白が欲する色(16)
ソルトは低い机の前にあるクッションの上に座っていた。クッションは薄っぺらくて、不思議な感じがした。冬彦は部屋の隅に座っていたかと思うと、ふと、言葉を発した。
「俺は一体、どうなるんだ?」
少し怯えたような、困惑したような冬彦の言葉だった。ソルトは冬彦を捕えた。彼の稀な一色に惹かれ、彼の一色を近くに置きたいと思った、すべては、ソルトが冬彦の一色を欲したから生じたことなのだ。
「なぜ、白の色神は火の国へ?」
冬彦の言葉は端的で、オブラートに包むことを知らない。そこにあるのは単純な興味と、恐れることを知らない勇気だ。

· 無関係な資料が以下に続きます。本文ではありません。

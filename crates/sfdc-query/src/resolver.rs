//! Query Resolver
//!
//! Expands one [`QueryTemplate`] into executable SOQL for the current run.
//!
//! # Workflow
//! 1. Compute the extraction window from the watermark, lag and clock
//! 2. Bind `from_timestamp`, `to_timestamp`, `log_interval_type`
//! 3. Evaluate `env` expressions (they shadow standard bindings)
//! 4. Substitute placeholders; unbound names fail the query
//! 5. Cascade per-query overrides into an [`EffectiveQuery`]
//!
//! Resolution is pure: persisting the candidate watermark is the caller's job
//! and only happens after the query executed successfully.

use crate::effective::{EffectiveQuery, InstanceDefaults};
use crate::error::{ResolveError, TemplateError};
use crate::expr::EnvExpr;
use crate::template::{ParsedTemplate, QueryTemplate};
use crate::window::{format_timestamp, ExtractionWindow, Watermark};
use chrono::{DateTime, Utc};
use indexmap::IndexMap;
use serde::Serialize;

/// Standard binding for the window's lower bound
pub const FROM_TIMESTAMP: &str = "from_timestamp";
/// Standard binding for the window's upper bound
pub const TO_TIMESTAMP: &str = "to_timestamp";
/// Standard binding for the instance generation interval
pub const LOG_INTERVAL_TYPE: &str = "log_interval_type";

/// Fully substituted query ready for execution
#[derive(Debug, Clone, PartialEq, Eq, Serialize)]
pub struct ResolvedQuery {
    query: String,
    #[serde(flatten)]
    effective: EffectiveQuery,
    window: ExtractionWindow,
    #[serde(skip_serializing_if = "Vec::is_empty")]
    unused_env: Vec<String>,
}

impl ResolvedQuery {
    /// Substituted SOQL text
    #[inline]
    #[must_use]
    pub fn query(&self) -> &str {
        &self.query
    }

    /// Overrides in force for this query
    #[inline]
    #[must_use]
    pub fn effective(&self) -> &EffectiveQuery {
        &self.effective
    }

    /// Effective API version
    #[inline]
    #[must_use]
    pub fn api_ver(&self) -> &str {
        &self.effective.api_ver
    }

    /// Effective timestamp column
    #[inline]
    #[must_use]
    pub fn timestamp_attr(&self) -> &str {
        &self.effective.timestamp_attr
    }

    /// Timestamp rename target, if any
    #[inline]
    #[must_use]
    pub fn rename_timestamp(&self) -> Option<&str> {
        self.effective.rename_timestamp.as_deref()
    }

    /// Window the query covers
    #[inline]
    #[must_use]
    pub fn window(&self) -> &ExtractionWindow {
        &self.window
    }

    /// Watermark to commit after successful execution
    #[inline]
    #[must_use]
    pub fn candidate_watermark(&self) -> Watermark {
        self.window.next_watermark()
    }

    /// `env` keys the template never references
    #[inline]
    #[must_use]
    pub fn unused_env(&self) -> &[String] {
        &self.unused_env
    }

    /// REST path for the query endpoint
    ///
    /// Spaces in the query become `+`, as the query endpoint expects.
    #[must_use]
    pub fn request_path(&self) -> String {
        format!(
            "/services/data/v{}/query?q={}",
            self.effective.api_ver,
            self.query.replace(' ', "+")
        )
    }
}

/// Resolves templates against one instance's defaults
#[derive(Debug, Clone)]
pub struct QueryResolver {
    defaults: InstanceDefaults,
}

impl QueryResolver {
    /// Create resolver for an instance
    #[inline]
    #[must_use]
    pub fn new(defaults: InstanceDefaults) -> Self {
        Self { defaults }
    }

    /// Instance defaults in use
    #[inline]
    #[must_use]
    pub fn defaults(&self) -> &InstanceDefaults {
        &self.defaults
    }

    /// Resolve one template
    ///
    /// # Arguments
    /// * `template` - Template with its overrides
    /// * `watermark` - Prior watermark for this query, `None` on first run
    /// * `now` - Time of the run, shared by every query of the run
    ///
    /// # Errors
    /// - `ResolveError::Clock` if the window cannot be computed (run-fatal)
    /// - `ResolveError::Template` if the template or an `env` expression is
    ///   malformed, or a placeholder is unbound (fatal for this query only)
    pub fn resolve(
        &self,
        template: &QueryTemplate,
        watermark: Option<&Watermark>,
        now: DateTime<Utc>,
    ) -> Result<ResolvedQuery, ResolveError> {
        let window = ExtractionWindow::compute(&self.defaults, watermark, now)?;
        let parsed = ParsedTemplate::parse(&template.text)?;
        let bindings = self.bindings(template, &window, now)?;

        let query = parsed.render(|name| bindings.get(name).map(String::as_str))?;

        let unused_env: Vec<String> = template
            .env
            .keys()
            .filter(|key| !parsed.references(key))
            .cloned()
            .collect();
        for key in &unused_env {
            tracing::warn!(
                instance = %self.defaults.name,
                env_key = %key,
                "env binding is never referenced by the query"
            );
        }

        tracing::debug!(
            instance = %self.defaults.name,
            window = %window,
            "resolved query"
        );

        Ok(ResolvedQuery {
            query,
            effective: EffectiveQuery::resolve(template, &self.defaults),
            window,
            unused_env,
        })
    }

    fn bindings(
        &self,
        template: &QueryTemplate,
        window: &ExtractionWindow,
        now: DateTime<Utc>,
    ) -> Result<IndexMap<String, String>, TemplateError> {
        let mut bindings = IndexMap::new();
        bindings.insert(FROM_TIMESTAMP.to_string(), format_timestamp(window.from()));
        bindings.insert(TO_TIMESTAMP.to_string(), format_timestamp(window.to()));
        bindings.insert(
            LOG_INTERVAL_TYPE.to_string(),
            self.defaults.generation_interval.as_str().to_string(),
        );

        for (key, raw) in &template.env {
            let expr = EnvExpr::parse(raw).map_err(|e| TemplateError::MalformedExpression {
                key: key.clone(),
                expr: raw.clone(),
                message: e.to_string(),
            })?;
            let at = expr
                .evaluate(now)
                .ok_or_else(|| TemplateError::ExpressionOutOfRange { key: key.clone() })?;
            if key == FROM_TIMESTAMP || key == TO_TIMESTAMP {
                tracing::warn!(
                    instance = %self.defaults.name,
                    env_key = %key,
                    "env binding shadows the computed window; the watermark still follows the window"
                );
            }
            bindings.insert(key.clone(), format_timestamp(at));
        }
        Ok(bindings)
    }
}
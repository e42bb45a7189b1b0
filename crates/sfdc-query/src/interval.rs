//! Log generation intervals
//!
//! Salesforce produces EventLogFile exports either hourly or daily. The
//! interval decides where extraction window boundaries fall.

use crate::error::UnknownInterval;
use chrono::{DateTime, Duration, Timelike, Utc};
use serde::Serialize;
use std::fmt;
use std::str::FromStr;

/// Granularity at which a log type is generated upstream
#[derive(Debug, Clone, Copy, PartialEq, Eq, Hash, Serialize)]
pub enum GenerationInterval {
    /// Boundaries at the start of each UTC hour
    Hourly,
    /// Boundaries at 00:00 UTC
    Daily,
}

impl GenerationInterval {
    /// Name as used in `Interval='...'` filters
    #[inline]
    #[must_use]
    pub const fn as_str(self) -> &'static str {
        match self {
            Self::Hourly => "Hourly",
            Self::Daily => "Daily",
        }
    }

    /// Length of one interval
    #[inline]
    #[must_use]
    pub fn period(self) -> Duration {
        match self {
            Self::Hourly => Duration::hours(1),
            Self::Daily => Duration::days(1),
        }
    }

    /// Truncate `t` to the start of the interval containing it
    #[must_use]
    pub fn floor(self, t: DateTime<Utc>) -> DateTime<Utc> {
        let date = t.date_naive();
        let start = match self {
            Self::Hourly => date.and_hms_opt(t.hour(), 0, 0),
            Self::Daily => date.and_hms_opt(0, 0, 0),
        };
        // hour() is always < 24, so and_hms_opt cannot fail here
        start.map_or(t, |naive| naive.and_utc())
    }

    /// Whether `t` already sits on an interval boundary
    #[inline]
    #[must_use]
    pub fn is_aligned(self, t: DateTime<Utc>) -> bool {
        self.floor(t) == t
    }
}

impl FromStr for GenerationInterval {
    type Err = UnknownInterval;

    fn from_str(s: &str) -> Result<Self, Self::Err> {
        match s.trim().to_ascii_lowercase().as_str() {
            "hourly" => Ok(Self::Hourly),
            "daily" => Ok(Self::Daily),
            _ => Err(UnknownInterval(s.to_string())),
        }
    }
}

impl fmt::Display for GenerationInterval {
    fn fmt(&self, f: &mut fmt::Formatter<'_>) -> fmt::Result {
        f.write_str(self.as_str())
    }
}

「白の色神と黒の色神は同じ目的で火の国へ来たのか?」
冬彦はソルトと一定の距離を取ったまま口にした。ソルトが命じたとはいえ、アグノはソルトのことを冬彦に預けて離れた。それは、アグノが冬彦に対して何かしらの思いを抱いているからだ。アグノは冬彦の持つ一色のことも、ソルトが冬彦に惹かれていることも知らない。単純に、白の石の力を引き出すことに優れた術士だとしか思っていないはずだ。ソルトが欲した色を、アグノは信じてくれた。それだけで、ソルトが冬彦に対して信頼の念を抱くのは普通のことだ。
正直なところ、黒の色神とソルトが火の国で求めているものは違う。黒の色神は、色が欲するように、無色を欲しているはずだ。しかし、ソルトは無色にそれほど興味を抱いていない。ソルトの興味を惹くのは、今、ソルトの目の前にいる白の一色を持つ者だ。
「同じで違うわ」
ソルトは言った。それ以外の表現はできない。火の国に存在する稀な色を持つ者を欲していることは事実。それが、黒の色神は無色で、ソルトは白の一色を持つ者だということ。